Give again, word for word, every line below from the one that has "on a short-lived" through the one that has "use tokio::io::AsyncReadExt;", both included, and no others.

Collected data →
========================================

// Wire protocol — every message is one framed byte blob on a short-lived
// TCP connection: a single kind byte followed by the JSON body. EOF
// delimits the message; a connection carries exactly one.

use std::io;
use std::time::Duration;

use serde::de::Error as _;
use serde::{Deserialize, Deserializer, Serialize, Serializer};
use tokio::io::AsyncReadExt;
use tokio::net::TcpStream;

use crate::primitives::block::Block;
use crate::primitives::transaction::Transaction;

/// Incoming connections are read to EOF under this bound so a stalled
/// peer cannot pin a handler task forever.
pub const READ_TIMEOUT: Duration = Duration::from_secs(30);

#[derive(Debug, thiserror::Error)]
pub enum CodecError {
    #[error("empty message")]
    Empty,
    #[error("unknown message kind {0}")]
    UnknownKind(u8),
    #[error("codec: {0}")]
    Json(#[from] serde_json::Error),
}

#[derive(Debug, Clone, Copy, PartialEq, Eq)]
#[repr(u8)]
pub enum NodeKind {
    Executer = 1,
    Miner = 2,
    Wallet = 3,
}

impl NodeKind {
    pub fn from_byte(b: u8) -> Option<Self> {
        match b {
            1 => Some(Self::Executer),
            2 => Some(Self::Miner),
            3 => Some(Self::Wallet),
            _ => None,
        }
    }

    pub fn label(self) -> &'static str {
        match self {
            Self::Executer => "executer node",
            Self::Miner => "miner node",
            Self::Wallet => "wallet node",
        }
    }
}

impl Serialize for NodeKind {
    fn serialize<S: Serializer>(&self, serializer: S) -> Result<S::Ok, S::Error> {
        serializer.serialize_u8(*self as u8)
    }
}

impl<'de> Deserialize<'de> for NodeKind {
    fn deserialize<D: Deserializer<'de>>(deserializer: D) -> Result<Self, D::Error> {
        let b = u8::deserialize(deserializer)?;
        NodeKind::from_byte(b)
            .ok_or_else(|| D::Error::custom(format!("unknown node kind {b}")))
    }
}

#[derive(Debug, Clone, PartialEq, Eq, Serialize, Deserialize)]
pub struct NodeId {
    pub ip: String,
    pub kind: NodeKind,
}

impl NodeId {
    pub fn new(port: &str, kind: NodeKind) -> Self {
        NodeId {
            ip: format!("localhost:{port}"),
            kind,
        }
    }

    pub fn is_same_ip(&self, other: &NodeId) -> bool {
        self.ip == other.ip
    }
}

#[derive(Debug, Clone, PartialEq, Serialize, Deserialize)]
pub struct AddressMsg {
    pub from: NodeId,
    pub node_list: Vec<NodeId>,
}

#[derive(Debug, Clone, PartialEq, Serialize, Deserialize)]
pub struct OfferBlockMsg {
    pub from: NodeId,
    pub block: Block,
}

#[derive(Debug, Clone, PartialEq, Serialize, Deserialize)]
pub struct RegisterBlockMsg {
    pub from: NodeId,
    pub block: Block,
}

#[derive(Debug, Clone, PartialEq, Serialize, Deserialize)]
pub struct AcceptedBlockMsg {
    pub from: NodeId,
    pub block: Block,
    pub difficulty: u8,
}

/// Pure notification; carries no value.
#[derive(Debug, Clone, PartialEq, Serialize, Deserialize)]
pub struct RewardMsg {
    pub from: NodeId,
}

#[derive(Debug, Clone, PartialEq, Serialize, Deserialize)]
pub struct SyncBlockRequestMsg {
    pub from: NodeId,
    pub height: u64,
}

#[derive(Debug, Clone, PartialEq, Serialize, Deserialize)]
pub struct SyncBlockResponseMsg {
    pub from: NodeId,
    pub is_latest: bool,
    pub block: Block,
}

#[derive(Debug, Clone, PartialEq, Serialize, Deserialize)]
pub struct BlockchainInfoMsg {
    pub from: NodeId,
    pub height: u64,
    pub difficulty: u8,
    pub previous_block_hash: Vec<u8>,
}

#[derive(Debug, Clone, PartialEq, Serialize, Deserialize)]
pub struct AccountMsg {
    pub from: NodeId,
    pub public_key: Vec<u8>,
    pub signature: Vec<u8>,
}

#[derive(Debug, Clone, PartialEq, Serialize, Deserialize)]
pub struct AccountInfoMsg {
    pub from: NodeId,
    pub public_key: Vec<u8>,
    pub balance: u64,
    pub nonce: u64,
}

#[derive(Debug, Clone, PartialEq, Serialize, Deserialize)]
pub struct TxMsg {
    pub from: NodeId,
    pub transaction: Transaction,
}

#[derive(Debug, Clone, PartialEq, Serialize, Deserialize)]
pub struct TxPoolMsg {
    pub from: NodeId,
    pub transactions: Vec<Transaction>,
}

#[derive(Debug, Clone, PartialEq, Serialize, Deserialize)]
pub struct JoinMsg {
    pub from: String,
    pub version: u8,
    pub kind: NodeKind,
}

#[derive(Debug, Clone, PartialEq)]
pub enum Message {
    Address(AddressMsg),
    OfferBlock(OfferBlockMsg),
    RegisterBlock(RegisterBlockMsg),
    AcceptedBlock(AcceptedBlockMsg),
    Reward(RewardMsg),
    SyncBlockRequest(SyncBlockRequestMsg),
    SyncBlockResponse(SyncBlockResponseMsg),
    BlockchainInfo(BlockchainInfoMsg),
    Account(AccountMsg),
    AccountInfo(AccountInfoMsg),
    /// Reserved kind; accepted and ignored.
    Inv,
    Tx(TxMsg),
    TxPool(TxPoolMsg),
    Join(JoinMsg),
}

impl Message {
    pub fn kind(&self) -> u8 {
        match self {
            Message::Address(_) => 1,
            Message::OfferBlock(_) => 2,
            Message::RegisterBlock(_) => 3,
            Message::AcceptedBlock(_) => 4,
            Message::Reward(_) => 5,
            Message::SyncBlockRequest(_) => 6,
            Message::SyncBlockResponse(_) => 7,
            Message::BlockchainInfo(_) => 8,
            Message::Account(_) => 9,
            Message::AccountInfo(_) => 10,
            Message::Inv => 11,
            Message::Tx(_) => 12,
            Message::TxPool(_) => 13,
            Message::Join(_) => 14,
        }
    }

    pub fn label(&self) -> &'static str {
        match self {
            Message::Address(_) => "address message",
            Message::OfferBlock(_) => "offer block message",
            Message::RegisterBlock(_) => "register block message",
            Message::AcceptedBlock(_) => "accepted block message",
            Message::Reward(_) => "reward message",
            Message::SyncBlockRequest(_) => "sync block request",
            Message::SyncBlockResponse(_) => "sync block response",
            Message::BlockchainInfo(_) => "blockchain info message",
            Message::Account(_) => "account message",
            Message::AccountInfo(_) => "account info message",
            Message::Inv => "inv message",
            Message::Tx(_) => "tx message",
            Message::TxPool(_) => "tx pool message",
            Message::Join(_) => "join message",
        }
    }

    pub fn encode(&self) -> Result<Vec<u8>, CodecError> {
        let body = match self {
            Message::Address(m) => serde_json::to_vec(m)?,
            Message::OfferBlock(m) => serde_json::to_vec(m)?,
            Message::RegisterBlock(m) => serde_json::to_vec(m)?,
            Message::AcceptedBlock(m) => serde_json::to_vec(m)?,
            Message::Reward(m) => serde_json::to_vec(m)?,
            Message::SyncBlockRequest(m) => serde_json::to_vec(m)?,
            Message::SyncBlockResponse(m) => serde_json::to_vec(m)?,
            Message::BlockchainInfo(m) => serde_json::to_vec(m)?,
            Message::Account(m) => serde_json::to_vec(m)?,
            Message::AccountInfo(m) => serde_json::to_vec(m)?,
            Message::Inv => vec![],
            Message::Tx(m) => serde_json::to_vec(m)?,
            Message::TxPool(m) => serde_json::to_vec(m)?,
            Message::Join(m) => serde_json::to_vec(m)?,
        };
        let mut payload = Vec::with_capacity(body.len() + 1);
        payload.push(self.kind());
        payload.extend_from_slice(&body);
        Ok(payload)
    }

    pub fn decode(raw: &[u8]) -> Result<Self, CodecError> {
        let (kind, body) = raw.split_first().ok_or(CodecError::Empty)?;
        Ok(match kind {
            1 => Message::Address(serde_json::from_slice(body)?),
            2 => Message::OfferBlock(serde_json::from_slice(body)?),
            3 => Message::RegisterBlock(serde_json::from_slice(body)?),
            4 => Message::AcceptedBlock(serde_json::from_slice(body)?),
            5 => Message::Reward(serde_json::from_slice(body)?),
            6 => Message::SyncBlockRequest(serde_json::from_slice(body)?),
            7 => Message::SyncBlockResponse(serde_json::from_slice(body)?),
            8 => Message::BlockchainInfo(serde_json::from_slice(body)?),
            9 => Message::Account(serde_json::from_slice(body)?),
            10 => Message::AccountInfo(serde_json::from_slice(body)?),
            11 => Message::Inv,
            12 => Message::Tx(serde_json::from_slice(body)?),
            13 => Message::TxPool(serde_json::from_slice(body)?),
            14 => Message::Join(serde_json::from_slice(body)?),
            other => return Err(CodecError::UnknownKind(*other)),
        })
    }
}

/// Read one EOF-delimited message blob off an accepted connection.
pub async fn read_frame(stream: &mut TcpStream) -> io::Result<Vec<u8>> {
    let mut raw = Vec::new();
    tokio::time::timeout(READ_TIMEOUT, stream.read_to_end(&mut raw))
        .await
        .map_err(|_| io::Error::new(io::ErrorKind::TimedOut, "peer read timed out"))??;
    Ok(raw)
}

========================================

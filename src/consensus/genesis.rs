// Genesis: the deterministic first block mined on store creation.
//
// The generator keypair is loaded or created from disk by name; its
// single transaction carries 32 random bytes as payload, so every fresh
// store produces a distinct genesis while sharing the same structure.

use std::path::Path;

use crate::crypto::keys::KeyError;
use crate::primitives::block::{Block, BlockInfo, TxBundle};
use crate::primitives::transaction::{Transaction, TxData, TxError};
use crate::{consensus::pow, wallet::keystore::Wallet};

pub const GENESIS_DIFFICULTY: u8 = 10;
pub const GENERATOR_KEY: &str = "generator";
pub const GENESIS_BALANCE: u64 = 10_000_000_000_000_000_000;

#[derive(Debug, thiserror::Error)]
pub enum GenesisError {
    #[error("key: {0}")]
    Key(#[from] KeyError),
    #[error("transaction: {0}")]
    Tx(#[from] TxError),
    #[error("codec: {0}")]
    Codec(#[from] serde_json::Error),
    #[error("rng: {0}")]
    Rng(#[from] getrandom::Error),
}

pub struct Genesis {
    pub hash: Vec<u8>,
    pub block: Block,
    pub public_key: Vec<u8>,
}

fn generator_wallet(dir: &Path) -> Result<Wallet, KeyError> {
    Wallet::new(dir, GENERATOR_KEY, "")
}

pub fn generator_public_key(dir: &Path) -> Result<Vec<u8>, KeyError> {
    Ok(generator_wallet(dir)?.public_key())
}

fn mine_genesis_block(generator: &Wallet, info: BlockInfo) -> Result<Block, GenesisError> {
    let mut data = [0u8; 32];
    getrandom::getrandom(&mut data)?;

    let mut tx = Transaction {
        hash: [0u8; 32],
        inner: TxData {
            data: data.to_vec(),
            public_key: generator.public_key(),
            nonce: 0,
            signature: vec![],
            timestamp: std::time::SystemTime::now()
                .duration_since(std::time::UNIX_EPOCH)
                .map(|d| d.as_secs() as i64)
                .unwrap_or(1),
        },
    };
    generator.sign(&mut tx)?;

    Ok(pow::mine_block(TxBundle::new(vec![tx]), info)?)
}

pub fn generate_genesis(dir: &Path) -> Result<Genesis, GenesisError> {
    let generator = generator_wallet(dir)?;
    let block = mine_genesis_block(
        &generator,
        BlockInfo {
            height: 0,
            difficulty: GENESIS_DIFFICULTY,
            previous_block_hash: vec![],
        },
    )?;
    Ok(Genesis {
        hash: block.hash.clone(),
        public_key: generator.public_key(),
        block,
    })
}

========================================

Expected output →
// Wire protocol — every message is one framed byte blob on a short-lived
// TCP connection: a single kind byte followed by the JSON body. EOF
// delimits the message; a connection carries exactly one.

use std::io;
use std::time::Duration;

use serde::de::Error as _;
use serde::{Deserialize, Deserializer, Serialize, Serializer};
use tokio::io::AsyncReadExt;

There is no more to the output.